Former Pacific Hospital of Long Beach owner Michael D. Drobot is challenging an administrative order suspending him from participating in California’s workers’ compensation system, saying lawmakers would have drafted AB 1244 to explicitly say the suspension provisions apply to executives, if that is what they intended.

Michael D. Drobot

Michael D. Drobot

There’s no question state lawmakers were aware of Drobot and the Pacific Hospital kickback scheme. Former state Sen. Ron Calderon, D-Montebello, is sitting in a federal prison in Oregon for accepting bribes from Drobot.

Even if lawmakers were not aware of a colleague who was dragged out of office as a result of the scandal, analyses of AB 1244 prepared for both the Assembly and the Senate cite Pacific Hospital as the type of fraud the bill would address by requiring the Division of Workers’ Compensation to suspend accused providers, Drobot says in court filings.

But the bill itself was not drafted so that it would apply to a hospital owner, Drobot says in a petition asking the Los Angeles County Superior Court to issue writs of mandate ordering the DWC to vacate his suspension order and vacate an order consolidating all liens filed by Pacific Hospital of Long Beach for a special hearing to determine whether they should be disallowed as fraudulent.

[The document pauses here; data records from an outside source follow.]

//! Linear delta mechanics
//!
//! Owns the kinematic parameters and the tower positions derived from
//! them. Every parameter change goes through [`GeometryService::apply`],
//! which replaces the whole tuple and recomputes the towers in one step.

use pylon_core::config::DeltaConfig;
use pylon_core::kinematics::{KinematicParameters, TOWERS};
use pylon_core::traits::GeometryService;

/// Cartesian point outside the reach of at least one rod
#[derive(Debug, Clone, Copy, PartialEq, Eq)]
#[cfg_attr(feature = "defmt", derive(defmt::Format))]
pub struct Unreachable;

/// Three-tower linear delta
#[derive(Debug, Clone, Copy, PartialEq)]
#[cfg_attr(feature = "defmt", derive(defmt::Format))]
pub struct DeltaMechanics {
    config: DeltaConfig,
    params: KinematicParameters,
    /// Tower XY positions
    towers: [[f32; 2]; 3],
    rod_sq: f32,
}

impl DeltaMechanics {
    /// Create from machine configuration
    pub fn new(config: DeltaConfig) -> Self {
        let mut mechanics = Self {
            config,
            params: config.kinematics(),
            towers: [[0.0; 2]; 3],
            rod_sq: config.diagonal_rod * config.diagonal_rod,
        };
        mechanics.recalc();
        mechanics
    }

    /// XY position of each tower
    pub fn towers(&self) -> &[[f32; 2]; 3] {
        &self.towers
    }

    fn recalc(&mut self) {
        for tower in TOWERS {
            let angle =
                (tower.base_angle_deg() + self.params.tower_angle(tower)).to_radians();
            self.towers[tower.index()] = [
                libm::cosf(angle) * self.params.radius,
                libm::sinf(angle) * self.params.radius,
            ];
        }
        debug!(
            "Delta recalc: radius {} height {}",
            self.params.radius, self.params.height
        );
    }

    /// Carriage height above the effector for each tower at a point
    pub fn inverse(&self, x: f32, y: f32, z: f32) -> Result<[f32; 3], Unreachable> {
        let mut carriages = [0.0; 3];
        for (carriage, [tx, ty]) in carriages.iter_mut().zip(self.towers) {
            let dx = tx - x;
            let dy = ty - y;
            let h_sq = self.rod_sq - dx * dx - dy * dy;
            if h_sq < 0.0 {
                return Err(Unreachable);
            }
            *carriage = libm::sqrtf(h_sq) + z;
        }
        Ok(carriages)
    }

    /// Effector position for three carriage heights
    ///
    /// Trilateration of the three rod spheres; the lower intersection is
    /// returned.
    pub fn forward(&self, carriages: [f32; 3]) -> Result<[f32; 3], Unreachable> {
        let p = |i: usize| [self.towers[i][0], self.towers[i][1], carriages[i]];
        let (p1, p2, p3) = (p(0), p(1), p(2));

        let p12 = sub(p2, p1);
        let d = norm(p12);
        if d == 0.0 {
            return Err(Unreachable);
        }
        let ex = scale(p12, 1.0 / d);

        let p13 = sub(p3, p1);
        let i = dot(ex, p13);
        let ey_raw = sub(p13, scale(ex, i));
        let j = norm(ey_raw);
        if j == 0.0 {
            return Err(Unreachable);
        }
        let ey = scale(ey_raw, 1.0 / j);
        let ez = cross(ex, ey);

        // Equal sphere radii simplify the usual trilateration terms
        let x_new = d / 2.0;
        let y_new = ((i * i + j * j) / 2.0 - i * x_new) / j;
        let z_sq = self.rod_sq - x_new * x_new - y_new * y_new;
        if z_sq < 0.0 {
            return Err(Unreachable);
        }
        let z_new = libm::sqrtf(z_sq);

        Ok([
            p1[0] + ex[0] * x_new + ey[0] * y_new - ez[0] * z_new,
            p1[1] + ex[1] * x_new + ey[1] * y_new - ez[1] * z_new,
            p1[2] + ex[2] * x_new + ey[2] * y_new - ez[2] * z_new,
        ])
    }

    /// Whether the nozzle can reach a point
    pub fn is_reachable(&self, x: f32, y: f32) -> bool {
        x * x + y * y <= self.config.printable_radius * self.config.printable_radius
    }

    /// Whether the probe can be placed over a point
    ///
    /// Both the nozzle and the offset probe must stay inside the printable
    /// radius.
    pub fn is_reachable_by_probe(&self, x: f32, y: f32) -> bool {
        self.is_reachable(x, y)
            && self.is_reachable(x - self.config.probe.x_offset, y - self.config.probe.y_offset)
    }
}

impl GeometryService for DeltaMechanics {
    fn parameters(&self) -> KinematicParameters {
        self.params
    }

    fn apply(&mut self, params: KinematicParameters) {
        self.params = params;
        self.recalc();
    }

    fn diagonal_rod(&self) -> f32 {
        self.config.diagonal_rod
    }
}

fn sub(a: [f32; 3], b: [f32; 3]) -> [f32; 3] {
    [a[0] - b[0], a[1] - b[1], a[2] - b[2]]
}

fn scale(a: [f32; 3], k: f32) -> [f32; 3] {
    [a[0] * k, a[1] * k, a[2] * k]
}

fn dot(a: [f32; 3], b: [f32; 3]) -> f32 {
    a[0] * b[0] + a[1] * b[1] + a[2] * b[2]
}

fn cross(a: [f32; 3], b: [f32; 3]) -> [f32; 3] {
    [
        a[1] * b[2] - a[2] * b[1],
        a[2] * b[0] - a[0] * b[2],
        a[0] * b[1] - a[1] * b[0],
    ]
}

fn norm(a: [f32; 3]) -> f32 {
    libm::sqrtf(dot(a, a))
}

The petition was filed Tuesday, two days before the DWC posted to a new Special Adjudication Unit web page a schedule of lien consolidation hearings showing the initial hearing to review Pacific Hospital liens is Aug. 23 in Van Nuys.

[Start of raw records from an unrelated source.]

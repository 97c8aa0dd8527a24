//! Motion and homing service trait

/// Errors that can occur while homing
#[derive(Debug, Clone, Copy, PartialEq, Eq)]
#[cfg_attr(feature = "defmt", derive(defmt::Format))]
pub enum HomingError {
    /// A tower endstop did not trigger within travel
    EndstopNotTriggered,
    /// Carriage stalled before reaching the endstop
    StallDetected,
    /// Motion system refused the move (e.g. killed or not enabled)
    NotReady,
}

/// Trait for the motion subsystem
///
/// All calls block until the requested motion has completed.
pub trait MotionService {
    /// Block until the motion queue is empty
    fn synchronize(&mut self);

    /// Home all towers
    fn home_all(&mut self) -> Result<(), HomingError>;

    /// Check whether the probe can reach a position
    ///
    /// Both the nozzle and the probe (nozzle minus probe offset) must lie
    /// inside the printable radius.
    fn is_reachable_by_probe(&self, x: f32, y: f32) -> bool;

    /// Move the effector to an absolute Z height
    fn move_to_z(&mut self, z: f32);

    /// Save feedrate and motion state before endstop or probe moves
    fn setup_probe_move(&mut self) {}

    /// Restore the state saved by [`MotionService::setup_probe_move`]
    fn finish_probe_move(&mut self) {}
}

impl<T: MotionService + ?Sized> MotionService for &mut T {
    fn synchronize(&mut self) {
        (**self).synchronize()
    }

    fn home_all(&mut self) -> Result<(), HomingError> {
        (**self).home_all()
    }

    fn is_reachable_by_probe(&self, x: f32, y: f32) -> bool {
        (**self).is_reachable_by_probe(x, y)
    }

    fn move_to_z(&mut self, z: f32) {
        (**self).move_to_z(z)
    }

    fn setup_probe_move(&mut self) {
        (**self).setup_probe_move()
    }

    fn finish_probe_move(&mut self) {
        (**self).finish_probe_move()
    }
}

Drobot pleaded guilty in February 2014 to one count of conspiracy to defraud a federal health care program and one count of paying kickbacks to doctors who referred patients to Pacific Hospital of Long Beach. A sentencing hearing is scheduled for Sept. 8.

He was suspended from participating in California’s workers’ compensation system, effective April 28.

On July 14, Chief Judge Paige S. Levy signed an order consolidating more than 2,600 liens filed under the name of Pacific Hospital of Long Beach. The consolidation order is required by another provision in AB 1244 that mandates a special hearing during which convicted providers must rebut a presumption that all liens filed in their name or by companies within which they have an ownership interest are fraudulent, or their liens will be disallowed.

Drobot argues in court filings that he is not a “provider” as that word is used in AB 1244.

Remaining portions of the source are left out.